New Pathways in Neutrino Physics via Quantum-Encoded Data Analysis
Authors
Jeffrey Lazar, Santiago Giner Olavarrieta, Giancarlo Gatti, Carlos A. Argüelles, Mikel Sanz
Abstract
Ever-increasing amount of data is produced by particle detectors in their quest to unveil the laws of Nature. The large data rate requires the use of specialized triggers that promptly reduce the data rate to a manageable level; however, in doing so, unexpected new phenomena may escape detection. Additionally, the large data rate is increasingly difficult to analyze effectively, which has led to a recent revolution on machine learning techniques. Here, we present a methodology based on recent quantum compression techniques that has the capacity to store exponentially more amount of information than classically available methods. To demonstrate this, we encode the full neutrino telescope event information using parity observables in an IBM quantum processor using 8 qubits. Then we show that we can recover the information stored on the quantum computer with a fidelity of 84%. Finally, we illustrate the use of our protocol by performing a classification task that separates electron-neutrino events to muon-neutrinos events in a neutrino telescope. This new capability would eventually allow us to solve the street light effect in particle physics, where we only record signatures of particles with which we are familiar.
Concepts
The Big Picture
Imagine you’re a detective, but you only ever search for clues under streetlights. Not because that’s where the clues are, but because that’s where you can see. This is exactly the trap particle physics experiments have fallen into.
Every second, the IceCube Neutrino Observatory buried beneath the South Pole generates a terabyte of raw data. The Large Hadron Collider produces nearly 300 terabytes per day. No computing system on Earth can store all of it, so physicists use automated triggers, real-time filters that decide in microseconds which data to keep and which to discard forever.
The problem: those triggers are built to recognize particles physicists already know about. If something genuinely novel flits through a detector, some exotic new particle or unexpected interaction, the trigger might silently delete it. Physicists call this the streetlight effect, a blind spot baked into the very instruments meant to push the boundaries of discovery.
A team of researchers from Harvard and the University of the Basque Country now has a potential escape route. They’ve shown that quantum computers can compress neutrino telescope data with exponentially greater density than any classical storage method, and that this compressed data remains useful for physics analysis.
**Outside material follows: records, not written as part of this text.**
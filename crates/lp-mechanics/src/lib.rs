//! Dice rolling and modifier aggregation for Lifepath tables.
//!
//! Parses `<count>d<sides>` dice specifications, rolls them with per-die
//! breakdowns, builds roll-with-modifiers records (including advantage and
//! disadvantage), and sums the modifiers that apply to a table roll.

pub mod dice;
pub mod error;
pub mod modifiers;

pub use dice::{Contribution, DiceSpec, Die, DieResult, ModifiedRoll, RollMode, RollResult};
pub use error::{MechError, MechResult};
pub use modifiers::{
    BoundedModifier, ModifierBounds, ModifierBreakdown, SupplementalRule, aggregate,
    default_supplemental_rules, net_modifier,
};
//! Cycle and depth guard for chained resolutions.

use std::ops::{Deref, DerefMut};

use crate::error::ResolveError;

/// Ids of the tables currently being resolved, outermost first.
///
/// A stack lives for one top-level call. Entering a table returns a
/// [`StackFrame`] that pops the id again when dropped, so the stack is
/// unwound on every exit path.
#[derive(Debug)]
pub(crate) struct ProcessingStack {
    frames: Vec<String>,
    max_depth: usize,
}

impl ProcessingStack {
    pub(crate) fn new(max_depth: usize) -> Self {
        Self {
            frames: Vec::new(),
            max_depth: max_depth.max(1),
        }
    }

    pub(crate) fn depth(&self) -> usize {
        self.frames.len()
    }

    /// True when entering another table would exceed the depth limit.
    pub(crate) fn is_full(&self) -> bool {
        self.frames.len() >= self.max_depth
    }

    pub(crate) fn contains(&self, id: &str) -> bool {
        self.frames.iter().any(|f| f == id)
    }

    /// Ids on the stack, outermost first.
    pub(crate) fn frames(&self) -> impl Iterator<Item = &str> {
        self.frames.iter().map(String::as_str)
    }

    /// Push `id`, failing if it is already on the stack or the stack is full.
    pub(crate) fn enter(&mut self, id: &str) -> Result<StackFrame<'_>, ResolveError> {
        if self.contains(id) {
            let mut path = self.frames.join(" -> ");
            path.push_str(" -> ");
            path.push_str(id);
            return Err(ResolveError::CircularReference { path });
        }
        if self.is_full() {
            return Err(ResolveError::RecursionLimit {
                table: id.to_string(),
                max: self.max_depth,
            });
        }
        self.frames.push(id.to_string());
        Ok(StackFrame { stack: self })
    }
}

/// A table's place on the [`ProcessingStack`], released on drop.
pub(crate) struct StackFrame<'a> {
    stack: &'a mut ProcessingStack,
}

impl Deref for StackFrame<'_> {
    type Target = ProcessingStack;

    fn deref(&self) -> &ProcessingStack {
        self.stack
    }
}

impl DerefMut for StackFrame<'_> {
    fn deref_mut(&mut self) -> &mut ProcessingStack {
        self.stack
    }
}

impl Drop for StackFrame<'_> {
    fn drop(&mut self) {
        self.stack.frames.pop();
    }
}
Key Insight: By encoding classical particle physics data into quantum states using parity observables, this approach can store 3ⁿ bits of information in just n qubits. That exponential advantage over classical storage could one day let detectors record far more of what they see.
How It Works
A classical bit holds one value: 0 or 1. A qubit can be measured along three axes (x, y, or z), each yielding +1 or −1. For n qubits, you can construct parity observables: products of spin measurements across multiple qubits taken simultaneously. With n qubits there are 3ⁿ such observables, an exponential explosion of information capacity.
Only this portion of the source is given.